But once you sit anywhere in these camps, people begin to speak
and their words are like masses of pus released by slitting large
festering wounds. The horrors that they speak of are so macabre,
that my pen falters in the writing. The pitiless brutality against
women and small children by organized bands of armed young men is
more savage than anything witnessed in the riots that have shamed
this nation from time to time during the past century. I
force myself to write a small fraction of all that I heard and
saw, because it is important that we all know. Or maybe also
because I need to share my own burdens. What can you say about a
woman eight months pregnant who begged to be spared. Her
assailants instead slit open her stomach, pulled out her foetus
and slaughtered it before her eyes. What can you say about a
family of nineteen being killed by flooding their house with water
and then electrocuting them with high-tension electricity.
What
can you say? A small boy of six in Juhapara camp described
how his mother and six brothers and sisters were battered to death
before his eyes. He survived only because he fell unconscious, and
was taken for dead. A family escaping from Naroda-Patiya, one of
the worst-hit settlements in Ahmedabad, spoke of losing a young
woman and her three month old son, because a police constable
directed her to `safety' and she found herself instead surrounded
by a mob which doused her with kerosene and set her and her baby
on fire. I have never known a riot which has used the sexual
subjugation of women so widely as an instrument of violence in the
recent mass barbarity in Gujarat. There are reports every where of
gang-rape, of young girls and women, often in the presence
of members of their families, followed by their murder by burning
alive, or by bludgeoning with a hammer and in one case with a
screw driver.
Women in Aman Chowk shelter told appalling
stories about how armed men disrobed themselves in front of a
group of terrified women to cower them down further. In
Ahmedabad, most people I met - social workers, journalists,
survivors - agree that what Gujarat witnessed was not a riot, but
a terrorist attack followed by a systematic, planned massacre, a
pogrom. Everyone spoke of the pillage and plunder, being organized
like a military operation against an external armed enemy. An
initial truck would arrive broadcasting inflammatory slogans, soon
followed by more trucks which disgorged young men, mostly in khaki
shorts and saffron sashes. They were armed with sophisticated
explosive materials, country weapons, daggers and trishuls. They
also carried water bottles, to sustain them in their exertions.

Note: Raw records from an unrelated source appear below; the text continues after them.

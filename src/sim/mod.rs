//! Verification harness.
//!
//! Replays timestamped traces against a device under test over the
//! valid/ready channels and checks every response.

/// Simulated clock and transaction logs.
pub mod context;

/// Orchestration loop.
pub mod harness;

/// Request channel driver.
pub mod issuer;

/// Trace file loading and RNG seeding.
pub mod loader;

/// Response channel consumer and pending request table.
pub mod matcher;

/// Golden record of committed writes.
pub mod oracle;

/// Trace entries, parsing and replay.
pub mod trace;

pub use context::SimContext;
pub use harness::Harness;
pub use issuer::{Issued, TransactionIssuer};
pub use matcher::{DrainOutcome, PendingRequest, PendingTable, ResponseMatcher};
pub use oracle::GoldenRecord;
pub use trace::{TraceEntry, TraceReplay};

The leaders were seen communicating on mobile telephones from the
riot venues, receiving instructions from and reporting back to a
coordinating centre. Some were seen with documents and computer
sheets listing Muslim families and their properties. They had
detailed precise knowledge about buildings and businesses held by
members of the minority community, such as who were partners, say,
in a restaurant business, or which Muslim homes had Hindu spouses who should be spared in the violence. This was not a
spontaneous upsurge of mass anger. It was a carefully planned
pogrom.
The
trucks carried quantities of gas cylinders. Rich Muslim homes and
business establishments were first systematically looted, stripped
down of all their valuables, then cooking gas was released from
cylinders into the buildings for several minutes. A trained member
of the group then lit the flame which efficiently engulfed the
building. In some cases, acetylene gas which is used for welding
steel, was employed to explode large concrete buildings. Mosques
and dargahs were razed, and were replaced by statues of Hanuman
and saffron flags. Some dargahs in Ahmedabad city crossings have
overnight been demolished and their sites covered with road
building material, and bulldozed so efficiently that these spots
are indistinguishable from the rest of the road. Traffic now plies
over these former dargahs, as though they never existed.
The
unconscionable failures and active connivance of the state police
and administrative machinery is also now widely acknowledged. The
police is known to have misguided people straight into the hands
of rioting mobs. They provided protective shields to crowds bent
on pillage, arson, rape and murder, and were deaf to the pleas of
the desperate Muslim victims, many of them women and children.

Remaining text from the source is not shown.